* Directions
Can you quote the lines below exactly, starting at the line with "let prompt = self.prompt_for(label, context);" and going through the last one?
[Start of section]
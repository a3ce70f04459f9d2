//! Answer generation: one model call per empty cell.
//!
//! Two transports sit behind [`AnswerClient`]:
//!
//! - [`OllamaClient`] speaks the plain generate protocol: POST
//!   `{"model", "prompt", "stream": false}` and read the `response` string
//!   from the reply. This is the default and needs nothing but a URL.
//! - [`ProviderClient`] routes through `edgequake-llm`, so any hosted
//!   provider the factory knows (OpenAI, Anthropic, Gemini, ...) works with
//!   the same prompt.
//!
//! Each cell gets exactly one request. A failed request (non-200 status,
//! unreadable body, transport error) becomes a [`CellError`] for that cell
//! and never aborts the document.

use crate::config::{FillConfig, DEFAULT_MODEL, DEFAULT_PROVIDER_MODEL};
use crate::error::{CellError, FormFillError};
use crate::model::ContextDocument;
use crate::pipeline::postprocess::clean_answer;
use crate::prompts::build_prompt;
use async_trait::async_trait;
use edgequake_llm::{ChatMessage, CompletionOptions, LLMProvider, ProviderFactory};
use reqwest::StatusCode;
use serde::{Deserialize, Serialize};
use std::sync::Arc;
use std::time::Duration;
use tracing::{debug, info};

/// Sends one prompt and returns the raw model text.
#[async_trait]
pub trait AnswerClient: Send + Sync {
    async fn generate(&self, prompt: &str) -> Result<String, CellError>;
}

// ── Generate endpoint ────────────────────────────────────────────────────

#[derive(Debug, Serialize)]
struct GenerateRequest<'a> {
    model: &'a str,
    prompt: &'a str,
    stream: bool,
    options: GenerateOptions,
}

#[derive(Debug, Serialize)]
struct GenerateOptions {
    temperature: f32,
}

#[derive(Debug, Deserialize)]
struct GenerateResponse {
    response: String,
}

/// Client for an Ollama-compatible `/api/generate` endpoint.
#[derive(Debug, Clone)]
pub struct OllamaClient {
    http: reqwest::Client,
    url: String,
    model: String,
    temperature: f32,
}

impl OllamaClient {
    /// Build a client. No timeout is applied unless `timeout_secs` is set.
    pub fn new(
        url: impl Into<String>,
        model: impl Into<String>,
        temperature: f32,
        timeout_secs: Option<u64>,
    ) -> Result<Self, FormFillError> {
        let mut builder = reqwest::Client::builder();
        if let Some(secs) = timeout_secs {
            builder = builder.timeout(Duration::from_secs(secs));
        }
        let http = builder
            .build()
            .map_err(|e| FormFillError::InvalidConfig(format!("HTTP client: {e}")))?;
        Ok(Self {
            http,
            url: url.into(),
            model: model.into(),
            temperature,
        })
    }

    pub fn url(&self) -> &str {
        &self.url
    }

    pub fn model(&self) -> &str {
        &self.model
    }
}

#[async_trait]
impl AnswerClient for OllamaClient {
    async fn generate(&self, prompt: &str) -> Result<String, CellError> {
        let body = GenerateRequest {
            model: &self.model,
            prompt,
            stream: false,
            options: GenerateOptions {
                temperature: self.temperature,
            },
        };

        let response = self
            .http
            .post(&self.url)
            .json(&body)
            .send()
            .await
            .map_err(|e| CellError::Transport {
                detail: e.to_string(),
            })?;

        let status = response.status();
        if status != StatusCode::OK {
            return Err(CellError::EndpointStatus {
                status: status.as_u16(),
            });
        }

        let text = response.text().await.map_err(|e| CellError::Transport {
            detail: e.to_string(),
        })?;
        parse_generate_response(&text)
    }
}

/// Extract the `response` string from a generate reply body.
pub fn parse_generate_response(body: &str) -> Result<String, CellError> {
    serde_json::from_str::<GenerateResponse>(body)
        .map(|r| r.response)
        .map_err(|e| CellError::MalformedResponse {
            detail: e.to_string(),
        })
}

// ── Hosted providers ─────────────────────────────────────────────────────

/// Adapter from an `edgequake-llm` provider to [`AnswerClient`].
pub struct ProviderClient {
    provider: Arc<dyn LLMProvider>,
    temperature: f32,
    max_tokens: usize,
}

impl ProviderClient {
    pub fn new(provider: Arc<dyn LLMProvider>, temperature: f32, max_tokens: usize) -> Self {
        Self {
            provider,
            temperature,
            max_tokens,
        }
    }

    fn options(&self) -> CompletionOptions {
        CompletionOptions {
            temperature: Some(self.temperature),
            max_tokens: Some(self.max_tokens),
            ..Default::default()
        }
    }
}

#[async_trait]
impl AnswerClient for ProviderClient {
    async fn generate(&self, prompt: &str) -> Result<String, CellError> {
        let messages = vec![ChatMessage::user(prompt)];
        let options = self.options();
        self.provider
            .chat(&messages, Some(&options))
            .await
            .map(|response| response.content)
            .map_err(|e| CellError::Provider {
                detail: e.to_string(),
            })
    }
}

/// Pick the answer transport, from most-specific to least-specific.
///
/// 1. A pre-built provider in `config.provider`.
/// 2. A named provider (`config.provider_name`), created through
///    [`ProviderFactory::create_llm_provider`], which reads the matching API
///    key from the environment.
/// 3. The generate endpoint at `config.endpoint_url`.
pub fn resolve_answer_client(config: &FillConfig) -> Result<Arc<dyn AnswerClient>, FormFillError> {
    if let Some(ref provider) = config.provider {
        debug!("Using caller-supplied provider");
        return Ok(Arc::new(ProviderClient::new(
            Arc::clone(provider),
            config.temperature,
            config.max_tokens,
        )));
    }

    if let Some(ref name) = config.provider_name {
        let model = config.model.as_deref().unwrap_or(DEFAULT_PROVIDER_MODEL);
        let provider = ProviderFactory::create_llm_provider(name, model).map_err(|e| {
            FormFillError::ProviderNotConfigured {
                provider: name.clone(),
                hint: format!("{e}"),
            }
        })?;
        info!("Answering with provider '{}' model '{}'", name, model);
        return Ok(Arc::new(ProviderClient::new(
            provider,
            config.temperature,
            config.max_tokens,
        )));
    }

    let model = config.model.as_deref().unwrap_or(DEFAULT_MODEL);
    let client = OllamaClient::new(
        config.endpoint_url.clone(),
        model,
        config.temperature,
        config.api_timeout_secs,
    )?;
    info!("Answering via {} model '{}'", client.url(), client.model());
    Ok(Arc::new(client))
}

// ── Engine ───────────────────────────────────────────────────────────────

/// Turns a label plus the context document into a drawable answer.
#[derive(Clone)]
pub struct AnswerEngine {
    client: Arc<dyn AnswerClient>,
    template: Option<String>,
}

impl AnswerEngine {
    pub fn new(client: Arc<dyn AnswerClient>, template: Option<String>) -> Self {
        Self { client, template }
    }

    pub fn prompt_for(&self, label: &str, context: &ContextDocument) -> String {
        build_prompt(self.template.as_deref(), label, context.text())
    }

    /// Ask the model once and clean the reply.
    ///
    /// Returns [`CellError::EmptyAnswer`] when nothing printable survives
    /// cleanup, so the caller leaves the cell blank.
    pub async fn answer(&self, label: &str, context: &ContextDocument) -> Result<String, CellError> {
        let prompt = self.prompt_for(label, context);
        debug!("Prompt for '{}' ({} chars)", label, prompt.len());

        let raw = self.client.generate(&prompt).await?;
        let answer = clean_answer(&raw);
        if answer.is_empty() {
            return Err(CellError::EmptyAnswer);
        }
        Ok(answer)
    }
}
[End of section]
* Result for this task
        let prompt = self.prompt_for(label, context);
        debug!("Prompt for '{}' ({} chars)", label, prompt.len());

        let raw = self.client.generate(&prompt).await?;
        let answer = clean_answer(&raw);
        if answer.is_empty() {
            return Err(CellError::EmptyAnswer);
        }
        Ok(answer)
    }
}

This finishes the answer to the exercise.